Could you possibly give me a physical interpretation of the homogeneous
solution of the differential equation describing a series RL circuit
powered by a sinusoidal source?

The equation that describes the circuit is:

Vo*sin(wt)-L*d/dt(i(t)) = i(t)*R

The solution (using i(0)=0 as initial condition):

i(t)= transient_response + steady_state_response

(or homogeneous + (particular or inhomogeneous))

where

transient_response = [Vo * wL / (R^2+(wL)^2)] * exp(-R/L*t)
steady_state_response = Vo / (sqrt(R^2+(wL)^2)) * sin(w*t-arctan(wL/R))

using also:

a * sin(wt) + b * cos (wt) = 1/sqrt(a*a+b*b) * sin(wt + arctan (b/a))

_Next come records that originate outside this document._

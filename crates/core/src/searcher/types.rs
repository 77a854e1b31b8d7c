//! Types for release index searches.

use async_trait::async_trait;
use serde::{Deserialize, Serialize};
use thiserror::Error;

use crate::error::ErrorKind;

/// One release returned by the index.
#[derive(Debug, Clone, PartialEq, Eq, Serialize, Deserialize)]
pub struct ReleaseRecord {
    /// Lowercase 40-char hex info hash.
    pub info_hash: String,
    /// Raw release title / filename.
    pub title: String,
    pub size_bytes: Option<u64>,
}

/// A single request to the index.
#[derive(Debug, Clone, Default, PartialEq, Eq, Serialize, Deserialize)]
pub struct IndexQuery {
    pub query_title: String,
    pub imdb_id: Option<String>,
    pub year: Option<u32>,
    pub season: Option<u32>,
    pub episode: Option<u32>,
}

impl IndexQuery {
    /// Free-text query with no structured filters.
    pub fn text(query: impl Into<String>) -> Self {
        Self {
            query_title: query.into(),
            ..Default::default()
        }
    }
}

/// Errors that can occur during index searches.
#[derive(Debug, Error)]
pub enum SearchError {
    #[error("Search backend connection failed: {0}")]
    ConnectionFailed(String),

    #[error("Search backend API error: {0}")]
    ApiError(String),

    #[error("Request timeout")]
    Timeout,
}

impl SearchError {
    /// Every search failure means the index is unavailable.
    pub fn kind(&self) -> ErrorKind {
        ErrorKind::UpstreamUnavailable
    }
}

impl From<reqwest::Error> for SearchError {
    fn from(e: reqwest::Error) -> Self {
        let e = e.without_url();
        if e.is_timeout() {
            SearchError::Timeout
        } else if e.is_connect() {
            SearchError::ConnectionFailed(e.to_string())
        } else {
            SearchError::ApiError(e.to_string())
        }
    }
}

/// Trait for release index backends.
#[async_trait]
pub trait ReleaseIndex: Send + Sync {
    /// Backend name for logging.
    fn name(&self) -> &str;

    /// Run one query. Unexpected response shapes yield an empty list.
    async fn search(&self, query: &IndexQuery) -> Result<Vec<ReleaseRecord>, SearchError>;
}
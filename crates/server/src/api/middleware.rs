//! Metrics middleware for all routes.

use axum::{body::Body, http::Request, middleware::Next, response::Response};
use std::time::Instant;

use crate::metrics::{
    normalize_path, HTTP_REQUESTS_IN_FLIGHT, HTTP_REQUESTS_TOTAL, HTTP_REQUEST_DURATION,
};

/// Metrics middleware that tracks HTTP request duration and counts.
///
/// This middleware records:
/// - Request duration (histogram)
/// - Request count (counter)
/// - Requests in flight (gauge)
///
/// SSE responses are counted when the stream starts, not when it closes.
pub async fn metrics_middleware(request: Request<Body>, next: Next) -> Response {
    let start = Instant::now();
    let method = request.method().to_string();
    let path = normalize_path(request.uri().path());

    HTTP_REQUESTS_IN_FLIGHT.inc();

    let response = next.run(request).await;

    HTTP_REQUESTS_IN_FLIGHT.dec();

    let duration = start.elapsed().as_secs_f64();
    let status = response.status().as_u16().to_string();

    HTTP_REQUEST_DURATION
        .with_label_values(&[&method, &path, &status])
        .observe(duration);
    HTTP_REQUESTS_TOTAL
        .with_label_values(&[&method, &path, &status])
        .inc();

    response
}
//! Sleeper that records requested sleeps instead of waiting.

use async_trait::async_trait;
use std::sync::Arc;
use std::time::Duration;
use tokio::sync::RwLock;

use crate::debrid::Sleeper;

/// Records every requested sleep and returns immediately.
#[derive(Debug, Default, Clone)]
pub struct RecordingSleeper {
    sleeps: Arc<RwLock<Vec<Duration>>>,
}

impl RecordingSleeper {
    pub fn new() -> Self {
        Self::default()
    }

    /// All durations requested so far, in order.
    pub async fn sleeps(&self) -> Vec<Duration> {
        self.sleeps.read().await.clone()
    }

    /// Total virtual time slept.
    pub async fn total(&self) -> Duration {
        self.sleeps.read().await.iter().sum()
    }
}

#[async_trait]
impl Sleeper for RecordingSleeper {
    async fn sleep(&self, duration: Duration) {
        self.sleeps.write().await.push(duration);
        tokio::task::yield_now().await;
    }
}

What is the physical interpretation of the transient response?

Thank you in advance,

Hugo.
 
N

Noway2

Jan 1, 1970
0
Could you possibly give me a physical interpretation of the homogeneous
solution of the differential equation describing a series RL circuit
powered by a sinusoidal source?
transient_response = [Vo * wL / (R^2+(wL)^2)] * exp(-R/L*t)
steady_state_response = Vo / (sqrt(R^2+(wL)^2)) * sin(w*t-arctan(wL/R))

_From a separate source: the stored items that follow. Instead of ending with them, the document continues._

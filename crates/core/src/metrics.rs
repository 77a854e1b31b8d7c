//! Prometheus metrics for core components.
//!
//! This module provides metrics for:
//! - Stream resolution (outcomes, duration, hydration, selection fallbacks)
//! - Search cascade (which tier produced results)
//! - External services (Zilean, TorBox, Real-Debrid)

use once_cell::sync::Lazy;
use prometheus::{HistogramOpts, HistogramVec, IntCounter, IntCounterVec, Opts};

// =============================================================================
// Resolution Metrics
// =============================================================================

/// Resolutions total by provider and result.
pub static RESOLUTIONS_TOTAL: Lazy<IntCounterVec> = Lazy::new(|| {
    IntCounterVec::new(
        Opts::new("omega_resolutions_total", "Total stream resolutions"),
        &["provider", "result"], // result: "success" or an error code
    )
    .unwrap()
});

/// Resolution duration in seconds.
pub static RESOLUTION_DURATION: Lazy<HistogramVec> = Lazy::new(|| {
    HistogramVec::new(
        HistogramOpts::new(
            "omega_resolution_duration_seconds",
            "Duration of a full add-to-link resolution",
        )
        .buckets(vec![0.5, 1.0, 2.5, 5.0, 10.0, 20.0, 30.0, 60.0, 120.0]),
        &["provider"],
    )
    .unwrap()
});

/// Status polls needed before the file list appeared.
pub static HYDRATION_ATTEMPTS: Lazy<HistogramVec> = Lazy::new(|| {
    HistogramVec::new(
        HistogramOpts::new(
            "omega_hydration_attempts",
            "Number of status polls before the torrent file list was available",
        )
        .buckets(vec![0.0, 1.0, 2.0, 5.0, 10.0, 15.0, 30.0]),
        &["provider"],
    )
    .unwrap()
});

/// Rankings where every file was rejected and size ordering was used instead.
pub static DEGRADED_RANKINGS: Lazy<IntCounter> = Lazy::new(|| {
    IntCounter::new(
        "omega_degraded_rankings_total",
        "Rankings that fell back to size ordering",
    )
    .unwrap()
});

/// Episode requests answered with a file whose name did not match the episode.
pub static UNCONFIRMED_EPISODES: Lazy<IntCounter> = Lazy::new(|| {
    IntCounter::new(
        "omega_unconfirmed_episodes_total",
        "Episode resolutions that fell back to the top-ranked file",
    )
    .unwrap()
});

// =============================================================================
// Search Metrics
// =============================================================================

/// Search cascade outcomes by the tier that produced results.
pub static SEARCH_TIER_RESULTS: Lazy<IntCounterVec> = Lazy::new(|| {
    IntCounterVec::new(
        Opts::new(
            "omega_search_tier_results_total",
            "Search cascade outcomes by tier",
        ),
        &["tier"], // "structured", "string_fallback", "title_only", "empty"
    )
    .unwrap()
});

/// Search results returned per cascade.
pub static SEARCH_RESULTS: Lazy<HistogramVec> = Lazy::new(|| {
    HistogramVec::new(
        HistogramOpts::new(
            "omega_search_results",
            "Number of search results returned per search",
        )
        .buckets(vec![0.0, 1.0, 5.0, 10.0, 25.0, 50.0, 100.0, 250.0]),
        &[],
    )
    .unwrap()
});

// =============================================================================
// External Service Metrics
// =============================================================================

/// External service call duration in seconds.
pub static EXTERNAL_SERVICE_DURATION: Lazy<HistogramVec> = Lazy::new(|| {
    HistogramVec::new(
        HistogramOpts::new(
            "omega_external_service_duration_seconds",
            "Duration of external service calls",
        )
        .buckets(vec![0.05, 0.1, 0.25, 0.5, 1.0, 2.5, 5.0, 10.0, 30.0]),
        &["service", "operation"],
    )
    .unwrap()
});

/// External service requests total.
pub static EXTERNAL_SERVICE_REQUESTS: Lazy<IntCounterVec> = Lazy::new(|| {
    IntCounterVec::new(
        Opts::new(
            "omega_external_service_requests_total",
            "Total external service requests",
        ),
        &["service", "operation", "status"], // status: "success", "error"
    )
    .unwrap()
});

/// Record one external call outcome.
pub fn record_external_call(service: &str, operation: &str, success: bool, elapsed_secs: f64) {
    let status = if success { "success" } else { "error" };
    EXTERNAL_SERVICE_REQUESTS
        .with_label_values(&[service, operation, status])
        .inc();
    EXTERNAL_SERVICE_DURATION
        .with_label_values(&[service, operation])
        .observe(elapsed_secs);
}

/// Get all core metrics for registration.
pub fn all_metrics() -> Vec<Box<dyn prometheus::core::Collector>> {
    vec![
        // Resolution
        Box::new(RESOLUTIONS_TOTAL.clone()),
        Box::new(RESOLUTION_DURATION.clone()),
        Box::new(HYDRATION_ATTEMPTS.clone()),
        Box::new(DEGRADED_RANKINGS.clone()),
        Box::new(UNCONFIRMED_EPISODES.clone()),
        // Search
        Box::new(SEARCH_TIER_RESULTS.clone()),
        Box::new(SEARCH_RESULTS.clone()),
        // External services
        Box::new(EXTERNAL_SERVICE_DURATION.clone()),
        Box::new(EXTERNAL_SERVICE_REQUESTS.clone()),
    ]
}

What is the physical interpretation of the transient response?
One of the properties of any LTI system, such as the RL circuit you
describe, is that the application of a sinusoidal source will give a
sinusoidal result that is altered in magnitude and phase. This portion
is apparent in your steady state response where the output is a
sinusoid of magnitude and phase determined by the system paramaters
(W,L, and R).

The transient response, in your example, is an applied voltage, that is
super imposed (added to) the steady state response, but its effects
decay with time, exponentially according to the time constant (-R/L*t).
From a physical perspective, the transient response represents the
initial charge up or inrush into the storage elements, or the
transition from the devices from the at rest condition. A simpler
example, is to think of the step response of the system. If you apply
a constant voltage, at t0, the current will exponentially ramp up to
the steady state of V/R. The relative amounts of inductance and
resistance will determine the rate (time constant) at which the current
ramps (the storage elements charge).
 
J

John Larkin

Jan 1, 1970
0
Hi!

Could you possibly give me a physical interpretation of the homogeneous
solution of the differential equation describing a series RL circuit
powered by a sinusoidal source?

The equation that describes the circuit is:

Vo*sin(wt)-L*d/dt(i(t)) = i(t)*R

The solution (using i(0)=0 as initial condition):

i(t)= transient_response + steady_state_response

(or homogeneous + (particular or inhomogeneous))

where

transient_response = [Vo * wL / (R^2+(wL)^2)] * exp(-R/L*t)
steady_state_response = Vo / (sqrt(R^2+(wL)^2)) * sin(w*t-arctan(wL/R))

using also:

a * sin(wt) + b * cos (wt) = 1/sqrt(a*a+b*b) * sin(wt + arctan (b/a))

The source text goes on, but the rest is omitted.